■ **Assigned task**: Every line containing the word "rows" must be pulled from the records.

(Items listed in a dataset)

● ● ●

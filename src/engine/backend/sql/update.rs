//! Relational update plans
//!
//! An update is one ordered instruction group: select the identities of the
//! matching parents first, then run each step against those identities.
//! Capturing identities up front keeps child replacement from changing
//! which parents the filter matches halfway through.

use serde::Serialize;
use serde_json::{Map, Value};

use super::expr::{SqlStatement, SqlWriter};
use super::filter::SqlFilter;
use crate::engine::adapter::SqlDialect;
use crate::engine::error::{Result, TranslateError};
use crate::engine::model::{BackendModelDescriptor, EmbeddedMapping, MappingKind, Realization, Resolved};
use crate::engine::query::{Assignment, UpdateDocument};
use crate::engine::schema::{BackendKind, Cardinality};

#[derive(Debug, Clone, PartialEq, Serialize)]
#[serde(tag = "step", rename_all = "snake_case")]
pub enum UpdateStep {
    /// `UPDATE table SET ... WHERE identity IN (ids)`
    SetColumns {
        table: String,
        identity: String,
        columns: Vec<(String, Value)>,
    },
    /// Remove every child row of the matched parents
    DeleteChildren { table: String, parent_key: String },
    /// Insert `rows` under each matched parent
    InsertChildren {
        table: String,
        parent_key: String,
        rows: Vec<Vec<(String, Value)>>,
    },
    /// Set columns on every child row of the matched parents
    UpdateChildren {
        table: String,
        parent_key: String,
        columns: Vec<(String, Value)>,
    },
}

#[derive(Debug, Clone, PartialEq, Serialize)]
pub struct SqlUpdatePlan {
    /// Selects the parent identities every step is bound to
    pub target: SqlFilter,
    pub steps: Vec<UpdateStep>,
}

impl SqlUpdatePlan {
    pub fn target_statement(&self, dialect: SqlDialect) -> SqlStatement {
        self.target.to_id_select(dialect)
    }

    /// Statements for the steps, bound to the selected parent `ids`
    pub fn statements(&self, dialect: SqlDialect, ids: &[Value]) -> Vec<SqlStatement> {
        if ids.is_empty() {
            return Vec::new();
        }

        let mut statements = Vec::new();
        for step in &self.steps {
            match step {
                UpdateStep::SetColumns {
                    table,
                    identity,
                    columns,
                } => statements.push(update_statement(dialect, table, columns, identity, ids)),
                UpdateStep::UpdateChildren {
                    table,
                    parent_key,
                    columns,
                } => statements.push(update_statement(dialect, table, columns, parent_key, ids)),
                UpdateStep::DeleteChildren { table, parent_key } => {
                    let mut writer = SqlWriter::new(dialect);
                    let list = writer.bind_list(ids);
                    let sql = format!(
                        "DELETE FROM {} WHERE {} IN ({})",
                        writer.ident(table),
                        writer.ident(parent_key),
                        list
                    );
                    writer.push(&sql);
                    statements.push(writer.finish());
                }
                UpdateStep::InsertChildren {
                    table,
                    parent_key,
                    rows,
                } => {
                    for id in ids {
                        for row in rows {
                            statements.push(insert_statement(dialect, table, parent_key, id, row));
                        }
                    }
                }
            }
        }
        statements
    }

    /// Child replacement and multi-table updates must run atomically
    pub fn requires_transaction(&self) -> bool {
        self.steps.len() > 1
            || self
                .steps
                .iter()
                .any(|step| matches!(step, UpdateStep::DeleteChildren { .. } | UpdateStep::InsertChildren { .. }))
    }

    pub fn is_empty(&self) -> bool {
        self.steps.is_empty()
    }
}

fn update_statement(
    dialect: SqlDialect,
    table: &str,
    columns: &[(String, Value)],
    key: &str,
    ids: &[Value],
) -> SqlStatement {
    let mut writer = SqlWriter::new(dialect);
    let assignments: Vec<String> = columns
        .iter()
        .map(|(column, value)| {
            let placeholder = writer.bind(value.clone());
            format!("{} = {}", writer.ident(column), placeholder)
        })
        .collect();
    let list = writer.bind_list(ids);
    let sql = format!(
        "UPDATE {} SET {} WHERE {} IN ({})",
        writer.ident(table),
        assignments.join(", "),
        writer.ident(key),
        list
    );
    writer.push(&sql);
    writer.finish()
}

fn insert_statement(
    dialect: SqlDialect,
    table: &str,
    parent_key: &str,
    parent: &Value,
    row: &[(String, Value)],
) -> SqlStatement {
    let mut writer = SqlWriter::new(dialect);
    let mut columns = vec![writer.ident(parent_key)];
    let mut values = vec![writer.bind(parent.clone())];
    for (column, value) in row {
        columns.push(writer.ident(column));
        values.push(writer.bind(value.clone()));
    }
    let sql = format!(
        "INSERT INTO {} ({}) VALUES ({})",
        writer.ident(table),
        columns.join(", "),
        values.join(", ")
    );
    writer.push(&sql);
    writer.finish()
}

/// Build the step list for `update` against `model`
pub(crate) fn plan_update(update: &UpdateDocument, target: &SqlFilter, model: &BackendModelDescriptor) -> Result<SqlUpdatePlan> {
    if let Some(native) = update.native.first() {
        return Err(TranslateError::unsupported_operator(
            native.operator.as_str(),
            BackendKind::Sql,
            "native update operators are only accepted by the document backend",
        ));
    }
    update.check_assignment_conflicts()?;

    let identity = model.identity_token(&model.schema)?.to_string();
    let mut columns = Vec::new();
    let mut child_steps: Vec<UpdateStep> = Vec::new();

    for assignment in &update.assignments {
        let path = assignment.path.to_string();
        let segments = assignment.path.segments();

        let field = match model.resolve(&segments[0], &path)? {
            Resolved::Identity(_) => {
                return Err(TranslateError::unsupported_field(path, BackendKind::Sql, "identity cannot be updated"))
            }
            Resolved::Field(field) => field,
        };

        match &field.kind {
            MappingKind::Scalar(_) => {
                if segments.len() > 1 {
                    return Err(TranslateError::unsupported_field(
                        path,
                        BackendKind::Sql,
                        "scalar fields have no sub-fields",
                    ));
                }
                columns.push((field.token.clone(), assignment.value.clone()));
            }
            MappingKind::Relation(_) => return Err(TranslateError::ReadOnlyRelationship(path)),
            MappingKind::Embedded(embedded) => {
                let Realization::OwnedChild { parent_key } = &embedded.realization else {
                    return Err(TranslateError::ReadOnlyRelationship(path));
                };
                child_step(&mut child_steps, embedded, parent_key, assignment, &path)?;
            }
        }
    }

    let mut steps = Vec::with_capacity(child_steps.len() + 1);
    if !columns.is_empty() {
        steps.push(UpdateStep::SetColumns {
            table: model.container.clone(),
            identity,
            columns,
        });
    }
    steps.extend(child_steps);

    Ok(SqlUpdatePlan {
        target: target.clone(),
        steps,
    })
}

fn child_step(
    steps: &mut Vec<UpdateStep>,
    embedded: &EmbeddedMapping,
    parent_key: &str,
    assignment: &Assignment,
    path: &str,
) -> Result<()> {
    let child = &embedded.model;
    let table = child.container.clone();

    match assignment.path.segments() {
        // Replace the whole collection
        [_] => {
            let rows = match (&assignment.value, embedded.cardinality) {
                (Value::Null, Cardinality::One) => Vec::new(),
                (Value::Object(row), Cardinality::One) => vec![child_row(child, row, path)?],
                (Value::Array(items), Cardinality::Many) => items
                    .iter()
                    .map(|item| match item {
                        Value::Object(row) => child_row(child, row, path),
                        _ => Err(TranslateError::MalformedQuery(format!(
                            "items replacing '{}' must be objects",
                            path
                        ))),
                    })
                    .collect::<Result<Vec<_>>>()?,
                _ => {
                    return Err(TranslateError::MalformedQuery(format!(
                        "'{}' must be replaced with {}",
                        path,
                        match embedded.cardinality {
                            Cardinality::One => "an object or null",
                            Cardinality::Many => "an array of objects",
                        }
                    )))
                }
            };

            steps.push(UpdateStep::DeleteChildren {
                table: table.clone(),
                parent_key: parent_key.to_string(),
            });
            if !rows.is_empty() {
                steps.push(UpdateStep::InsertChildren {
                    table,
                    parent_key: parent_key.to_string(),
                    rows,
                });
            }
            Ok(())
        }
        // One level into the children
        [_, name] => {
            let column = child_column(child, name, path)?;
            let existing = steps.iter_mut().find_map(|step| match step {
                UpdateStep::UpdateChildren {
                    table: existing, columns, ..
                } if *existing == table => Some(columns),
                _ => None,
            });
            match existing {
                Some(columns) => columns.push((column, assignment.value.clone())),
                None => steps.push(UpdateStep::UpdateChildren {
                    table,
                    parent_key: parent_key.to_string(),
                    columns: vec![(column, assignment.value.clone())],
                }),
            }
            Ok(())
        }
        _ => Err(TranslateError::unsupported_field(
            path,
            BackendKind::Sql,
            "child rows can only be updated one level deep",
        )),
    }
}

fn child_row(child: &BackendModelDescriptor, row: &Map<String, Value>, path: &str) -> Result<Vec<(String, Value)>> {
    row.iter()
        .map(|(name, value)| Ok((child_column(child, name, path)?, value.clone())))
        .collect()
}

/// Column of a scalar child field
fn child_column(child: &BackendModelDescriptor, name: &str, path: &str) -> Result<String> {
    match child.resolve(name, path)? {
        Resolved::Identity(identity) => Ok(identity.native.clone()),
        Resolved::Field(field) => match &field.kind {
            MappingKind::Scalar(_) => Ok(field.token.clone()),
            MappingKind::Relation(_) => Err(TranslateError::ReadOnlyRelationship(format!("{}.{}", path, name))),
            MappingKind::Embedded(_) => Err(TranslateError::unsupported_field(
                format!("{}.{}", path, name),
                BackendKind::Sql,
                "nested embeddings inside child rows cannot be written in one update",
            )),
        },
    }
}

● ● ●

■ **Task solution**:
    /// Insert `rows` under each matched parent
        rows: Vec<Vec<(String, Value)>>,
                    rows,
                        for row in rows {
            let rows = match (&assignment.value, embedded.cardinality) {
            if !rows.is_empty() {
                    rows,
            "child rows can only be updated one level deep",
                "nested embeddings inside child rows cannot be written in one update",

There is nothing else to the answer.